Understanding the Issue When It Comes to GMO Labeling
As of late, GMOs, or Genetically Modified Organisms, have been a hot-button issue. The states of Vermont, Connecticut, and Maine have all passed initiatives requiring foods that contain GMOs to be labeled as such, but big biotech and its lobbyists are making every effort to undermine these initiatives. California and Washington’s GMO labeling initiatives were narrowly defeated, due in no small part to the biotech industry’s deep pockets.
Now, a ballot initiative in our home state of Oregon has gathered the signatures necessary to qualify for a statewide vote. If passed, it would require all food that is entirely or partially produced with genetic engineering to be labeled.
So What Are GMOs?
Basically, GMOs are plant or meat products that have had their DNA altered in a laboratory to produce specific results, such as frost resistance, pesticide immunity, or extended shelf life. Some foods have been engineered to produce their own pesticides. This is accomplished by splicing in DNA from other organisms, including viruses, bacteria, or other plants and animals.
With a few of these surface-level examples, one can see that the end-product is not necessarily always a bad thing. Protecting food crops from infestation by insects and saving money while increasing crop yield at the same time all sound like positive results, potentially for both farmers and consumers. What’s at issue, then, is ensuring that as consumers, we are thoroughly informed about what is going into the food that we eat.
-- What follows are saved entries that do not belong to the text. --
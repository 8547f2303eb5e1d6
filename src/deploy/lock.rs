// ABOUTME: Path-scoped exclusive deployment lock over the object store.
// ABOUTME: Conditional create to acquire; read-owner-before-delete to release.

use async_trait::async_trait;
use chrono::{DateTime, Utc};
use serde::{Deserialize, Serialize};
use snafu::Snafu;
use std::sync::Arc;
use uuid::Uuid;

use crate::cloud::{ObjectStore, StoreError};
use crate::machine::{StepTask, TaskOutcome};

use super::error::DeployError;
use super::{LockClaim, Rollout};

/// The JSON record written to the lock path while a deployment is in flight.
///
/// This is advisory locking scoped to a path, not a consensus lock: a crashed
/// execution leaves its record behind, and the age/holder fields exist so an
/// operator can judge and remove it. There is no automatic expiry.
#[derive(Debug, Clone, Serialize, Deserialize)]
pub struct LockRecord {
    pub uuid: Uuid,
    pub acquired_at: DateTime<Utc>,
    /// Hostname of the machine that acquired the lock.
    pub holder: String,
    /// The deployment attempt that owns the lock.
    pub release_ref: String,
}

impl LockRecord {
    pub fn new(release_ref: String) -> Self {
        Self {
            uuid: Uuid::new_v4(),
            acquired_at: Utc::now(),
            holder: gethostname::gethostname().to_string_lossy().into_owned(),
            release_ref,
        }
    }

    pub fn age(&self) -> chrono::Duration {
        Utc::now() - self.acquired_at
    }

    /// An hour-old lock almost certainly belongs to a crashed execution.
    /// Reported in contention messages; never auto-broken.
    pub fn is_stale(&self) -> bool {
        self.age().num_hours() >= 1
    }
}

/// Errors from the locking protocol.
#[derive(Debug, Snafu)]
#[snafu(visibility(pub(crate)))]
pub enum LockError {
    #[snafu(display("lock held by {} since {}", record.holder, record.acquired_at))]
    Held { record: LockRecord },

    #[snafu(display("lock record at {path} is unreadable"))]
    Corrupt { path: String },

    #[snafu(display("lock store error: {source}"))]
    Store { source: StoreError },
}

/// Error kind for programmatic handling.
#[derive(Debug, Clone, Copy, PartialEq, Eq)]
pub enum LockErrorKind {
    Held,
    Corrupt,
    Store,
}

impl LockError {
    pub fn kind(&self) -> LockErrorKind {
        match self {
            LockError::Held { .. } => LockErrorKind::Held,
            LockError::Corrupt { .. } => LockErrorKind::Corrupt,
            LockError::Store { .. } => LockErrorKind::Store,
        }
    }

    /// The competing record, if this is a contention error.
    pub fn held_record(&self) -> Option<&LockRecord> {
        match self {
            LockError::Held { record } => Some(record),
            _ => None,
        }
    }
}

/// What happened when a release attempt inspected the lock.
#[derive(Debug, Clone, PartialEq, Eq)]
pub enum Released {
    /// Our record; deleted.
    Deleted,
    /// No record at the path.
    NotHeld,
    /// Someone else's record; left in place.
    OwnerMismatch { held_by: Uuid },
    /// A record we couldn't parse; left in place.
    Unreadable,
}

/// Acquire the lock at `path` by conditionally creating `record` there.
///
/// Contention is never retried here: an existing live record means another
/// execution owns this target, and waiting it out inside a deployment makes
/// no sense. Transient store errors surface as `LockError::Store` for the
/// engine's retry budget.
pub async fn acquire(
    store: &dyn ObjectStore,
    path: &str,
    record: &LockRecord,
) -> Result<(), LockError> {
    let body = serde_json::to_vec(record).map_err(|e| LockError::Store {
        source: StoreError::Unavailable(format!("lock record serialization: {e}")),
    })?;

    match store.put_if_absent(path, body).await {
        Ok(()) => Ok(()),
        Err(StoreError::AlreadyExists(_)) => match store.get(path).await {
            Ok(bytes) => match serde_json::from_slice::<LockRecord>(&bytes) {
                Ok(existing) => {
                    if existing.is_stale() {
                        tracing::warn!(
                            path,
                            holder = %existing.holder,
                            age_secs = existing.age().num_seconds(),
                            "contending lock looks stale; manual removal required"
                        );
                    }
                    Err(LockError::Held { record: existing })
                }
                Err(_) => Err(LockError::Corrupt {
                    path: path.to_string(),
                }),
            },
            // The competing lock vanished between our write and read; let the
            // engine's retry budget take another run at the conditional write.
            Err(StoreError::NotFound(_)) => Err(LockError::Store {
                source: StoreError::Unavailable(format!("lock at {path} vanished during acquire")),
            }),
            Err(source) => Err(LockError::Store { source }),
        },
        Err(source) => Err(LockError::Store { source }),
    }
}

/// Release the lock at `path`, deleting the record only if its uuid matches.
///
/// A mismatch means a different (possibly retried) execution owns the lock
/// now; deleting it would break that execution's exclusion, so the record is
/// left alone and the mismatch is reported for the caller to log.
pub async fn release(
    store: &dyn ObjectStore,
    path: &str,
    uuid: Uuid,
) -> Result<Released, LockError> {
    let bytes = match store.get(path).await {
        Ok(bytes) => bytes,
        Err(StoreError::NotFound(_)) => return Ok(Released::NotHeld),
        Err(source) => return Err(LockError::Store { source }),
    };

    match serde_json::from_slice::<LockRecord>(&bytes) {
        Ok(record) if record.uuid == uuid => match store.delete(path).await {
            Ok(()) | Err(StoreError::NotFound(_)) => Ok(Released::Deleted),
            Err(source) => Err(LockError::Store { source }),
        },
        Ok(record) => Ok(Released::OwnerMismatch {
            held_by: record.uuid,
        }),
        Err(_) => Ok(Released::Unreadable),
    }
}

/// The Lock step: claim the target before anything mutates.
pub(crate) struct LockStep {
    pub store: Arc<dyn ObjectStore>,
}

#[async_trait]
impl StepTask<Rollout, DeployError> for LockStep {
    async fn run(&self, ctx: &mut Rollout) -> Result<TaskOutcome, DeployError> {
        let release = ctx.release()?;
        let path = release.lock_path();
        let record = LockRecord::new(release.release_ref());

        acquire(self.store.as_ref(), &path, &record).await?;
        tracing::info!(path = %path, uuid = %record.uuid, "deployment lock acquired");

        ctx.claim = Some(LockClaim {
            path,
            uuid: record.uuid,
        });
        Ok(TaskOutcome::Advance)
    }
}

#[cfg(test)]
mod tests {
    use super::*;
    use crate::cloud::MemoryStore;

    #[test]
    fn record_carries_current_host() {
        let record = LockRecord::new("app/staging/r-1".to_string());
        assert!(!record.holder.is_empty());
        assert_eq!(record.release_ref, "app/staging/r-1");
    }

    #[test]
    fn fresh_record_is_not_stale() {
        assert!(!LockRecord::new("app/staging/r-1".to_string()).is_stale());
    }

    #[test]
    fn hour_old_record_is_stale() {
        let mut record = LockRecord::new("app/staging/r-1".to_string());
        record.acquired_at = Utc::now() - chrono::Duration::hours(2);
        assert!(record.is_stale());
    }

    #[tokio::test]
    async fn second_acquire_reports_the_holder() {
        let store = MemoryStore::new();
        let first = LockRecord::new("app/staging/r-1".to_string());
        acquire(&store, "app/staging/lock", &first).await.unwrap();

        let second = LockRecord::new("app/staging/r-2".to_string());
        let err = acquire(&store, "app/staging/lock", &second)
            .await
            .unwrap_err();

        assert_eq!(err.kind(), LockErrorKind::Held);
        assert_eq!(err.held_record().unwrap().uuid, first.uuid);
    }

    #[tokio::test]
    async fn release_deletes_only_matching_uuid() {
        let store = MemoryStore::new();
        let record = LockRecord::new("app/staging/r-1".to_string());
        acquire(&store, "app/staging/lock", &record).await.unwrap();

        let outcome = release(&store, "app/staging/lock", Uuid::new_v4())
            .await
            .unwrap();
        assert_eq!(
            outcome,
            Released::OwnerMismatch {
                held_by: record.uuid
            }
        );
        assert!(store.contains("app/staging/lock"));

        let outcome = release(&store, "app/staging/lock", record.uuid)
            .await
            .unwrap();
        assert_eq!(outcome, Released::Deleted);
        assert!(!store.contains("app/staging/lock"));
    }

    #[tokio::test]
    async fn release_of_absent_lock_is_not_held() {
        let store = MemoryStore::new();
        let outcome = release(&store, "app/staging/lock", Uuid::new_v4())
            .await
            .unwrap();
        assert_eq!(outcome, Released::NotHeld);
    }

    #[tokio::test]
    async fn corrupt_record_blocks_acquire_but_not_release() {
        let store = MemoryStore::new();
        store.insert("app/staging/lock", b"not json".as_slice());

        let record = LockRecord::new("app/staging/r-1".to_string());
        let err = acquire(&store, "app/staging/lock", &record)
            .await
            .unwrap_err();
        assert_eq!(err.kind(), LockErrorKind::Corrupt);

        let outcome = release(&store, "app/staging/lock", record.uuid)
            .await
            .unwrap();
        assert_eq!(outcome, Released::Unreadable);
        assert!(store.contains("app/staging/lock"));
    }
}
The Risks of GMSs Are Unclear
When it comes to GMO foods, we don’t know exactly what the risks are, and that’s a potential problem. GMO foods are not subject to the same scientific scrutiny as new drugs, and no long-term studies on the safety of consuming them have been conducted as of yet.
However, independent research paints a disturbing picture. In 2012, a team of European scientists found a strong link between GMO corn consumption and increased risk of mammary tumors, and kidney and liver damage in rats. A Norwegian study found that GMO genes found in Roundup-Ready corn pass through the intestinal tract and into the blood. The gene was found in 95% of the pregnant women who participated in the study, and in 83% of their unborn fetuses.
And yet the complexity of the issue remains, even after several studies have appeared to find that GMOs may pose serious health risks — it seems that just as many researchers have argued that the studies are designed in a faulty or inconclusive manner, or that results are open to being contested. With both sides of the argument arguing passionately, and plenty of money flowing in to support the cases, the water has become quite murky, to say the least.
GMOs: A Dangerous Game?
The biotech industry claims that GMOs are perfectly safe, but if that’s the case, why do they spend so much money attempting to block any measures that would require increased transparency?
For starters, they’re well aware that if GMOs were labeled, it would hurt their profits. A strong majority of U.S. consumers support GMO labeling, and it doesn’t take a genius to figure out that they don’t want them labeled so they can buy more of them.
The other issue that big biotech and the chemical industries are trying to dodge is liability. As long as GMOs are unlabeled, and therefore untraceable, these industries can claim that there is no evidence of harm. No evidence means no liability for the public health costs that these companies are potentially passing on to the rest of society.
Join Us in Supporting GMO Labeling
Regardless of your personal position on the health risks of GMOs, we as consumers have a right to know what we’re eating. Bottom line — it’s crucial that as voters and consumers, you educate yourself properly about the issue, and what’s at stake. Informed and intelligent consumption ultimately benefits us all, as well as the planet, and knowing what’s in our food at all times is a giant piece of that puzzle.